IRaH is a British-Indian English and Hindi language science fiction thriller film, directed by Sam Bhattacharjee and produced by Big Films Media and Thrill Films. The cast includes Rohit Roy, Rajesh Sharma, Fagun Thakrar, Karishma Kotak and Ameet Chana, and is set against a backdrop of technological advancements and ethical dilemmas.

== Plot ==
The digital archiving platform IRaH was introduced by the creative firm ELEMON. The CEO of ELEMON, Hari Singh, has the potential to profit millions from this most recent achievement.

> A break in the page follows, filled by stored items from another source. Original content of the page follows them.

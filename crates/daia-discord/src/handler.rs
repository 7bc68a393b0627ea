use std::sync::{Arc, OnceLock};

use serenity::all::ActivityData;
use serenity::async_trait;
use serenity::model::application::Interaction;
use serenity::model::channel::Message;
use serenity::model::gateway::Ready;
use serenity::model::id::UserId;
use serenity::model::user::OnlineStatus;
use serenity::prelude::{Context, EventHandler};
use tokio_util::sync::CancellationToken;
use tracing::{debug, error, info, warn};

use daia_agent::pipeline::{Flow, PipelineError, SharedContext};
use daia_core::config::DiscordConfig;
use daia_core::types::InboundMessage;

use crate::context::BotContext;
use crate::history::display_name;

const APOLOGY: &str = "Sorry, an error occurred while processing your message.";

/// Serenity event handler that runs the message flow.
pub struct DaiaHandler {
    pub app: Arc<BotContext>,
    pub config: DiscordConfig,
    pub shutdown: CancellationToken,
    pub bot_id: OnceLock<UserId>,
    pub flow: OnceLock<Arc<Flow<SharedContext>>>,
}

impl DaiaHandler {
    pub fn new(app: Arc<BotContext>, config: DiscordConfig, shutdown: CancellationToken) -> Self {
        Self {
            app,
            config,
            shutdown,
            bot_id: OnceLock::new(),
            flow: OnceLock::new(),
        }
    }
}

#[async_trait]
impl EventHandler for DaiaHandler {
    async fn ready(&self, ctx: Context, ready: Ready) {
        self.bot_id.set(ready.user.id).ok();
        self.flow
            .set(Arc::new(
                self.app.message_flow(Arc::clone(&ctx.http), ready.user.id),
            ))
            .ok();

        let activity = self.app.settings.activity();
        ctx.set_presence(
            Some(ActivityData::custom(activity)),
            parse_online_status(&self.config.status),
        );

        info!(name = %ready.user.name, guilds = ready.guilds.len(), "Discord bot connected");

        crate::commands::register_commands(&ctx, self.config.command_guild_id).await;
    }

    async fn message(&self, ctx: Context, msg: Message) {
        let Some(bot_id) = self.bot_id.get().copied() else {
            return;
        };
        if msg.author.id == bot_id {
            return;
        }

        let settings = &self.app.settings;
        let respond = should_respond(
            msg.mentions_user_id(bot_id),
            msg.guild_id.is_none(),
            settings.is_channel_allowed(msg.channel_id.get()),
            settings.is_dm_allowed(msg.author.id.get()),
        );
        if !respond {
            return;
        }
        let Some(flow) = self.flow.get().map(Arc::clone) else {
            warn!("message arrived before the flow was built");
            return;
        };

        let inbound = to_inbound(&msg);
        let current_time = inbound.local_time(settings.tz());
        let http = Arc::clone(&ctx.http);
        let cancel = self.shutdown.child_token();
        let channel_id = msg.channel_id;

        tokio::spawn(async move {
            let typing = channel_id.start_typing(&http);
            let message_id = inbound.message_id;
            let mut shared = SharedContext::new(inbound, bot_id.get(), current_time);

            match flow.run(&mut shared, &cancel).await {
                Ok(outcome) => debug!(
                    message_id,
                    last_node = outcome.last_node,
                    action = %outcome.action,
                    "message flow finished"
                ),
                Err(PipelineError::Cancelled { node }) => {
                    info!(message_id, node, "message flow cancelled by shutdown");
                }
                Err(e) => {
                    error!(message_id, error = %e, "message flow failed");
                    if let Err(e) = channel_id.say(http.as_ref(), APOLOGY).await {
                        warn!(error = %e, "failed to send error notice");
                    }
                }
            }
            typing.stop();
        });
    }

    async fn interaction_create(&self, ctx: Context, interaction: Interaction) {
        if let Interaction::Command(command) = interaction {
            crate::commands::handle_interaction(
                &self.app,
                &ctx,
                &command,
                parse_online_status(&self.config.status),
            )
            .await;
        }
    }
}

/// Mentions always count; otherwise the channel must be allow-listed, or it
/// is a DM from a permitted user.
fn should_respond(mentioned: bool, is_dm: bool, channel_allowed: bool, dm_allowed: bool) -> bool {
    mentioned || channel_allowed || (is_dm && dm_allowed)
}

fn to_inbound(msg: &Message) -> InboundMessage {
    let created_at = chrono::DateTime::from_timestamp(msg.timestamp.unix_timestamp(), 0)
        .unwrap_or_else(chrono::Utc::now);
    let author_name = display_name(msg.author.global_name.as_deref(), &msg.author.name);

    InboundMessage {
        message_id: msg.id.get(),
        channel_id: msg.channel_id.get(),
        guild_id: msg.guild_id.map(|g| g.get()),
        author_id: msg.author.id.get(),
        author_name,
        content: strip_mention(&msg.content).to_string(),
        created_at,
    }
}

/// Remove a leading @mention (e.g. `<@123456789>`) from a message.
fn strip_mention(s: &str) -> &str {
    let trimmed = s.trim_start();
    if trimmed.starts_with("<@") {
        if let Some(end) = trimmed.find('>') {
            return trimmed[end + 1..].trim_start();
        }
    }
    trimmed
}

/// Parse a config status string into serenity's `OnlineStatus`.
pub(crate) fn parse_online_status(s: &str) -> OnlineStatus {
    match s.to_lowercase().as_str() {
        "idle" => OnlineStatus::Idle,
        "dnd" | "do_not_disturb" => OnlineStatus::DoNotDisturb,
        "invisible" => OnlineStatus::Invisible,
        _ => OnlineStatus::Online,
    }
}

#[cfg(test)]
mod tests {
    use super::*;

    #[test]
    fn mention_always_triggers() {
        assert!(should_respond(true, false, false, false));
    }

    #[test]
    fn allowed_channel_without_mention() {
        assert!(should_respond(false, false, true, false));
        assert!(!should_respond(false, false, false, true));
    }

    #[test]
    fn dms_follow_the_user_allow_list() {
        assert!(should_respond(false, true, false, true));
        assert!(!should_respond(false, true, false, false));
    }

    #[test]
    fn strips_leading_mention_only() {
        assert_eq!(strip_mention("<@123> hello"), "hello");
        assert_eq!(strip_mention("<@!123>hi"), "hi");
        assert_eq!(strip_mention("hi <@123>"), "hi <@123>");
    }

    #[test]
    fn status_strings() {
        assert_eq!(parse_online_status("DND"), OnlineStatus::DoNotDisturb);
        assert_eq!(parse_online_status("idle"), OnlineStatus::Idle);
        assert_eq!(parse_online_status("whatever"), OnlineStatus::Online);
    }
}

But when IRaH's actual potential becomes apparent, Hari finds himself questioning the ethics of the new AI digital world he has contributed to.

== Cast ==

- Rohit Roy as Hari Singh, CEO of ELEMON
- Rajesh Sharma as Detective Inspector Dunne
- Fagun Thakrar as Indali, a member of British Cyber Security Intelligence
- Ameet Chana as Rafi Patel, a former associate of Hari
- Karishma Kotak as Jasima, a pivotal contributor to the IRaH project

== Production ==
IRaH was filmed on location in London and other parts of the UK.

== Release ==
IRaH premiered on April 5, 2024, released by Eveready Pictures.